Me, right now, I’m ten or so long Minta-steps into the very nearby night-forest, keeping an eye out. I feel a little (though not too) sorry for him. Right now, things are topsy-turvying a little too enthusiastically in his life. Not that he’s the innocent bystander, not by any stretch.
I am glad though that he did not go to France. He’s a dreamer is my little lad, and not the most realistic of dreamers. Truth be told, I was a little curious to see how he would have handled things had the bus journey not been cancelled and had he, in fact, arrived in Paris—ignorant of French, and with little or no money. Not a recipe for Paris success. He would’ve had to start dreaming really fast and more realistically. Either that, or wake up, fast and furiously; and most likely head back to Sweden (by thumb) once his senses had gathered him up sufficiently.

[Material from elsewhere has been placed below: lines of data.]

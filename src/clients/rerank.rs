//! Optional reranking collaborator. Absent a configured API key, the
//! curator falls back to upstream search scores via [`IdentityRerank`].
use std::time::Duration;

use anyhow::{Context, Result};
use async_trait::async_trait;
use serde::{Deserialize, Serialize};
use uuid::Uuid;

use crate::clients::headers::build_idempotent_headers;
use crate::util::retry::RetryConfig;

#[derive(Debug, Serialize)]
struct RerankRequest<'a> {
    query: &'a str,
    documents: &'a [String],
}

#[derive(Debug, Deserialize)]
struct RerankResponse {
    #[serde(default)]
    results: Vec<RerankResult>,
}

#[derive(Debug, Deserialize)]
struct RerankResult {
    index: usize,
    relevance_score: f64,
}

#[async_trait]
pub(crate) trait RerankClient: Send + Sync {
    /// Score `documents` against `query`. Returns one score per input
    /// document, in input order. `job_id` keys the outbound idempotency
    /// header so a retried call is recognizable upstream.
    async fn rerank(&self, job_id: Uuid, query: &str, documents: &[String]) -> Result<Vec<f64>>;
}

pub(crate) struct HttpRerankClient {
    http: reqwest::Client,
    base_url: String,
    api_key: String,
    timeout: Duration,
    retry: RetryConfig,
}

impl HttpRerankClient {
    #[must_use]
    pub(crate) fn new(base_url: String, api_key: String, timeout: Duration, retry: RetryConfig) -> Self {
        Self {
            http: reqwest::Client::new(),
            base_url,
            api_key,
            timeout,
            retry,
        }
    }
}

#[async_trait]
impl RerankClient for HttpRerankClient {
    async fn rerank(&self, job_id: Uuid, query: &str, documents: &[String]) -> Result<Vec<f64>> {
        if documents.is_empty() {
            return Ok(Vec::new());
        }

        let endpoint = format!("{}/rerank", self.base_url);
        let body = RerankRequest { query, documents };
        let headers = build_idempotent_headers(job_id, query);

        let mut attempt = 0usize;
        loop {
            let call = self
                .http
                .post(&endpoint)
                .bearer_auth(&self.api_key)
                .headers(headers.clone())
                .json(&body)
                .send();

            match tokio::time::timeout(self.timeout, call).await {
                Ok(Ok(response)) => match response.error_for_status() {
                    Ok(response) => {
                        let parsed: RerankResponse =
                            response.json().await.context("decoding rerank response")?;
                        let mut scores = vec![0.0; documents.len()];
                        for result in parsed.results {
                            if let Some(slot) = scores.get_mut(result.index) {
                                *slot = result.relevance_score;
                            }
                        }
                        return Ok(scores);
                    }
                    Err(err) if self.retry.can_retry(attempt) && retryable(&err) => {
                        tokio::time::sleep(self.retry.delay_for_attempt(attempt)).await;
                        attempt += 1;
                    }
                    Err(err) => return Err(err.into()),
                },
                Ok(Err(err)) if self.retry.can_retry(attempt) => {
                    tokio::time::sleep(self.retry.delay_for_attempt(attempt)).await;
                    attempt += 1;
                    let _ = err;
                }
                Ok(Err(err)) => return Err(err.into()),
                Err(elapsed) if self.retry.can_retry(attempt) => {
                    tokio::time::sleep(self.retry.delay_for_attempt(attempt)).await;
                    attempt += 1;
                    let _ = elapsed;
                }
                Err(elapsed) => return Err(elapsed.into()),
            }
        }
    }
}

fn retryable(err: &reqwest::Error) -> bool {
    err.status()
        .is_some_and(|status| status.as_u16() == 429 || status.is_server_error())
}

/// Pass-through reranker used when no reranking vendor is configured: the
/// curator then filters on upstream search scores directly.
pub(crate) struct IdentityRerank;

#[async_trait]
impl RerankClient for IdentityRerank {
    async fn rerank(&self, _job_id: Uuid, _query: &str, documents: &[String]) -> Result<Vec<f64>> {
        Ok(vec![0.0; documents.len()])
    }
}

#[cfg(test)]
mod tests {
    use super::*;
    use wiremock::matchers::{method, path};
    use wiremock::{Mock, MockServer, ResponseTemplate};

    #[tokio::test]
    async fn rerank_maps_scores_back_to_input_order() {
        let server = MockServer::start().await;
        Mock::given(method("POST"))
            .and(path("/rerank"))
            .respond_with(ResponseTemplate::new(200).set_body_json(serde_json::json!({
                "results": [
                    {"index": 1, "relevance_score": 0.9},
                    {"index": 0, "relevance_score": 0.3}
                ]
            })))
            .mount(&server)
            .await;

        let client = HttpRerankClient::new(
            server.uri(),
            "key".to_owned(),
            Duration::from_secs(5),
            RetryConfig::new(1, 10, 100),
        );

        let scores = client
            .rerank(Uuid::new_v4(), "acme", &["doc a".to_owned(), "doc b".to_owned()])
            .await
            .expect("rerank");
        assert_eq!(scores, vec![0.3, 0.9]);
    }

    #[tokio::test]
    async fn identity_rerank_returns_zeroed_scores() {
        let client = IdentityRerank;
        let scores = client
            .rerank(Uuid::new_v4(), "acme", &["a".to_owned(), "b".to_owned()])
            .await
            .unwrap();
        assert_eq!(scores, vec![0.0, 0.0]);
    }
}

So, France no longer on the list, here he stands in the now drizzle soon to become downpour by the looks of things, waiting for the sympathetic ride that refuses to come. Meanwhile, the empty horse-truck, Torsten Brolin driving, is rumbling in his direction, about thirty or so minutes out, and Torsten, checking the time, is considering pulling over at the next rest area to catch a few winks. Not that he’s dead tired, but it’s late and with no one to talk to (to help keep him awake and alert), perhaps a couple of hours in the land of nod would not be such a bad idea.
That’s when I whisper, in the soft language indistinguishable from Torsten’s own thoughts: there’s bound to be a hitchhiker on a night light this and he might well keep you awake and alert for the rest of the trip. And it would be good to arrive in Gothenburg sooner rather than later, it always is—you know that from experience.

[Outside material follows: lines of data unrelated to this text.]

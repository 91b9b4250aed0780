//! Core infrastructure for rampart.
//!
//! This crate provides shared functionality used across all rampart guards:
//! - Event traits and the per-instance event bus
//! - A bounded circular event consumer for inspection
//! - The configuration error type raised by builders

pub mod consumer;
pub mod error;
pub mod events;

pub use consumer::CircularEventConsumer;
pub use error::ConfigError;
pub use events::{EventBus, EventListener, FnListener, GuardEvent, Subscription};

Torsten adopts this reasoning as all his own and mulls this over and then mulls it over a little more and then long enough to miss the rest area he had had in mind and so, oh, well, let’s keep an eye out for hitchhikers then.
And that he does.
And that he does.
And so, he sees my little wetter-by-the-minute lad and stops and picks him up.
No, to answer your question, I did not know (or at least did not think about) Torsten being Ulf’s Sanna neighbor—that was just a bonus, I guess. Stirred Torsten wide awake though, and the little lad, too.
I think the term these days is win-win.